So, yes, there are way too many  nefarious imposters. Pretend Messiahs. Or pretend anything else. But there are also folks who perhaps bumble into a situation and, unless it involves the nuclear button or taking away the sins of the world, it might still work out IF  such a one, finding himself/herself in such a situation, flexes the learning muscles instead of primping and posing as something he/she isn't. 


And . . . obviously, Advent, you ask? Yes, yes, the third day in fact. Beware of false Christs. False Messianic Kings. And even false cute things like Ricky Bobby's baby Jesus who are no more than a projection of Holiday cuteness and giggles rather than real Christmas comfort and joy. More on that in a sec. 

Imposters, though? Let's nail it down. Aristotle mapped them on his famous map of the mean like this.**

1. Qualified and knows it. Whether you are priveleged or not, has no value to the question at hand. Remember: bridges and dams are real.

2. Qualified and doesn't know itReal imposter syndrome!!!! Pat these people on the back, pump them up, and pay them what they are worth, not what they think they are worth. Show them a Venn diagram, after they come to see themselves for what they are, let them give yet another TED talk.  

3. Unqualified and doesn't know it. These are the obtuse functional imposters. These folks might cause damage if, say, they are supposed to build an academic program, a bridge, a dam, or the stairway to heaven. Still, not knowing one is unqualified is not the same as being qualified. On the other hand, if good-hearted or open to wisdom and fortunate enough to be approached by those who aren't too nice to share their tough wisdom, this person can change, grow, learn, and either find a better fit elsewhere or start fitting better where they are). I thought I knew basketball until I had a really good coach.  

4. Unqualified and knows it but Fakes it. Such people are dangerous and bad, although since they are also almost certainly conniving and shrewd, they sometimes still might do some good. They won't know how to build a good bridge themselves, but they might get on the phone to cousin Leroy who can help. Alright, really that doesn't sound like a bridge I'd want to be on. Still these people are the true imposters. And they are rampant. And one should not be too nice to them. One should beware of them.
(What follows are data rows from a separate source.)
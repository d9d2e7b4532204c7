//! Router interfaces.
//!
//! An [`Interface`] groups the VLAN sub-interfaces configured under one
//! hardware or loopback interface and decides which address the interface
//! itself reports.

use super::alias::{AddressError, Alias, V4Binding, V6Binding};
use serde::Serialize;
use serde_yaml::{Mapping, Value};
use std::fmt;

/// Errors produced while building an interface from its configuration block
#[derive(Debug, Clone, PartialEq, Eq, thiserror::Error)]
pub enum InterfaceError {
    #[error("interface {iface}: {source}")]
    Address {
        iface: String,
        #[source]
        source: AddressError,
    },

    #[error("interface {iface}: block '{key}' {reason}")]
    InvalidVlan {
        iface: String,
        key: String,
        reason: String,
    },

    #[error("interface {iface}: 'ips' must be a string")]
    InvalidIps { iface: String },
}

#[derive(Debug, Clone, PartialEq, Eq, Serialize)]
pub struct Interface {
    /// Device name on the router, e.g. `eth0`, `dp0s160` or `lo`
    pub name: String,
    /// Port group the interface is attached to (host qualified)
    pub network: Option<String>,
    /// VLAN sub-interfaces, ordered by their `vlanN` key
    pub vlans: Vec<Alias>,
    /// False when the address is inherited from the only VLAN
    pub owns_ip: bool,
    /// VLAN the effective address was inherited from
    pub inherited_vlan: Option<u16>,
    pub v4: Option<V4Binding>,
    pub v6: Option<V6Binding>,
}

impl Interface {
    /// Build a hardware interface from its `hwN` block.
    ///
    /// Recognised keys are `ips` (comma separated CIDR list) and any number of
    /// `vlanN: {num, ips}` blocks. The caller resolves `net` beforehand.
    pub fn hardware(name: &str, network: Option<String>, cfg: &Mapping) -> Result<Self, InterfaceError> {
        let mut vlan_keys: Vec<&str> = cfg
            .keys()
            .filter_map(Value::as_str)
            .filter(|k| k.starts_with("vlan"))
            .collect();
        vlan_keys.sort_unstable();

        let mut vlans = Vec::with_capacity(vlan_keys.len());
        for key in vlan_keys {
            vlans.push(parse_vlan_block(name, key, cfg.get(key).unwrap_or(&Value::Null))?);
        }

        let ips = match cfg.get("ips") {
            None | Some(Value::Null) => "",
            Some(Value::String(s)) => s.as_str(),
            Some(_) => return Err(InterfaceError::InvalidIps { iface: name.to_string() }),
        };
        let own = Alias::parse(ips, None, name).map_err(|source| InterfaceError::Address {
            iface: name.to_string(),
            source,
        })?;

        Ok(Self::resolve(name, network, vlans, own))
    }

    /// Build a loopback interface from a plain address list
    pub fn loopback(name: &str, ips: &str) -> Result<Self, InterfaceError> {
        let own = Alias::parse(ips, None, name).map_err(|source| InterfaceError::Address {
            iface: name.to_string(),
            source,
        })?;
        Ok(Self::resolve(name, None, Vec::new(), own))
    }

    fn resolve(name: &str, network: Option<String>, vlans: Vec<Alias>, own: Alias) -> Self {
        // A lone VLAN lends its address to an interface that has none
        let inherit = own.is_empty() && vlans.len() == 1;
        let (owns_ip, inherited_vlan, v4, v6) = if inherit {
            let vlan = &vlans[0];
            (false, vlan.vlan_id, vlan.v4, vlan.v6)
        } else {
            (true, None, own.v4, own.v6)
        };

        Self {
            name: name.to_string(),
            network,
            vlans,
            owns_ip,
            inherited_vlan,
            v4,
            v6,
        }
    }

    /// Look up a VLAN sub-interface by its number
    pub fn vlan(&self, num: u16) -> Option<&Alias> {
        self.vlans.iter().find(|v| v.vlan_id == Some(num))
    }
}

impl fmt::Display for Interface {
    fn fmt(&self, f: &mut fmt::Formatter<'_>) -> fmt::Result {
        f.write_str(&self.name)
    }
}

fn parse_vlan_block(iface: &str, key: &str, block: &Value) -> Result<Alias, InterfaceError> {
    let invalid = |reason: &str| InterfaceError::InvalidVlan {
        iface: iface.to_string(),
        key: key.to_string(),
        reason: reason.to_string(),
    };

    let block = block.as_mapping().ok_or_else(|| invalid("must be a mapping"))?;
    let num = match block.get("num") {
        Some(Value::Number(n)) => n.as_u64().and_then(|n| u16::try_from(n).ok()),
        Some(Value::String(s)) => s.trim().parse::<u16>().ok(),
        _ => None,
    }
    .ok_or_else(|| invalid("needs an integer 'num'"))?;

    let ips = match block.get("ips") {
        None | Some(Value::Null) => "",
        Some(Value::String(s)) => s.as_str(),
        Some(_) => return Err(invalid("has a non-string 'ips'")),
    };

    Alias::parse(ips, Some(num), iface).map_err(|source| InterfaceError::Address {
        iface: iface.to_string(),
        source,
    })
}
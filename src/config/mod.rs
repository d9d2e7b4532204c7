//! Topology configuration.
//!
//! A lab is described by one YAML document. The reserved sections (`ftp`,
//! `esx`, `esx_vcenter`, `settings`, `VM`, `NET`) hold lab-wide settings and
//! group defaults; every other key is a dotted section path (`VM.base.r1`)
//! inheriting from its parent. Leaf sections become concrete networks and
//! virtual machines.
//!
//! The submodules split the work:
//! - [`schema`]: declarative parameter tables and the generic validator
//! - [`entities`]: the lab-wide sections and timeouts
//! - [`document`]: the immutable section tree and its merge rules
//! - [`reader`]: turning the tree into validated networks and VMs
//! - [`loader`]: reading the file from disk

pub mod document;
pub mod entities;
pub mod loader;
pub mod reader;
pub mod schema;

use crate::ip::InterfaceError;
use std::path::PathBuf;

pub use document::SectionTree;
pub use entities::{ControlPlane, EsxHost, FtpEndpoint, ImageAccess, Settings, Timeouts};
pub use loader::{check_config_compatibility, load_topology};
pub use reader::TopologyReader;
pub use schema::{validate, Param, ParamKind, ParamType, ParamValue, Schema, ValidationError, Validated};

/// Errors raised while turning a configuration document into a lab model
#[derive(Debug, thiserror::Error)]
pub enum ConfigError {
    #[error("{0} block is absent in config file")]
    MissingSection(String),

    #[error("section '{0}' must be a mapping")]
    NotAMapping(String),

    #[error("top-level key {0:?} is not a string")]
    InvalidSectionKey(String),

    #[error("section '{section}': {source}")]
    Validation {
        section: String,
        #[source]
        source: ValidationError,
    },

    #[error("VM '{vm}': {source}")]
    Interface {
        vm: String,
        #[source]
        source: InterfaceError,
    },

    #[error("VM '{0}': interface hw0 is required")]
    MissingPrimaryInterface(String),

    #[error("invalid timeouts section: {0}")]
    Timeouts(#[source] serde_yaml::Error),

    #[error("failed to parse configuration: {0}")]
    Yaml(#[from] serde_yaml::Error),

    #[error("failed to read {path}: {source}")]
    Io {
        path: PathBuf,
        #[source]
        source: std::io::Error,
    },
}

impl ConfigError {
    /// Attach the section name to a validation failure
    pub fn validation(section: impl Into<String>) -> impl FnOnce(ValidationError) -> ConfigError {
        let section = section.into();
        move |source| ConfigError::Validation { section, source }
    }
}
And maybe try to talk them into being a #3b (seeking help). Or, sorry to get all biblical, maybe we can pray, like the psalmist, that they fall into the ditches that they dig. 

Advent (what? finally?! gee thanks Ben Camino!), of course, has an imposter double. It's called the Christmas season. More commonly, perhaps, Xmas. In the Xmas season, the twelve days of Christmas are counted backwards from December 25 rather than forwards towards Epiphany. And Xmas tends to stretch from the day after Halloween to New Year's Day. Then, after the football and the feasting and the Black Friday gift-giving, the tree is tossed and we each go hide in our rooms to play with our new techie toys. 

Or something like. 

The point is that there is a real Imposter Advent, the Xmas season as pushed by a tired, desperate, greedy non-community, the dying gasp of our lethal consumer culture. 

But that doesn't mean your neighbor, or you for that matter, dear reader, are necessarily Advent poser imposters. Your ignorance may not be criminal misprision. Sometimes it just . . . happens. You, perhaps, are just trying to please the kids, keep up with the neighbors, not feel too sad in all the loneliness, enjoy the lights like you did when you were a child (but it gets harder every year the louder and glitzier Xmas becomes). And we are tired, arent' we? 

There is a better way, a way of personal growth, but not a way of pretending. And I'm here to be the friend that will tell you about it rather than confirm you in your misery (no matter how cute those Grouch pjs are). The real Messiah, the not-fake stairway to heaven builder came as a poor child. "Advent" was on rough country roads, on a donkey, in the cold, moving in the elements. Decidedly not glitzy. 

Yet it did promise great presents and real presence. 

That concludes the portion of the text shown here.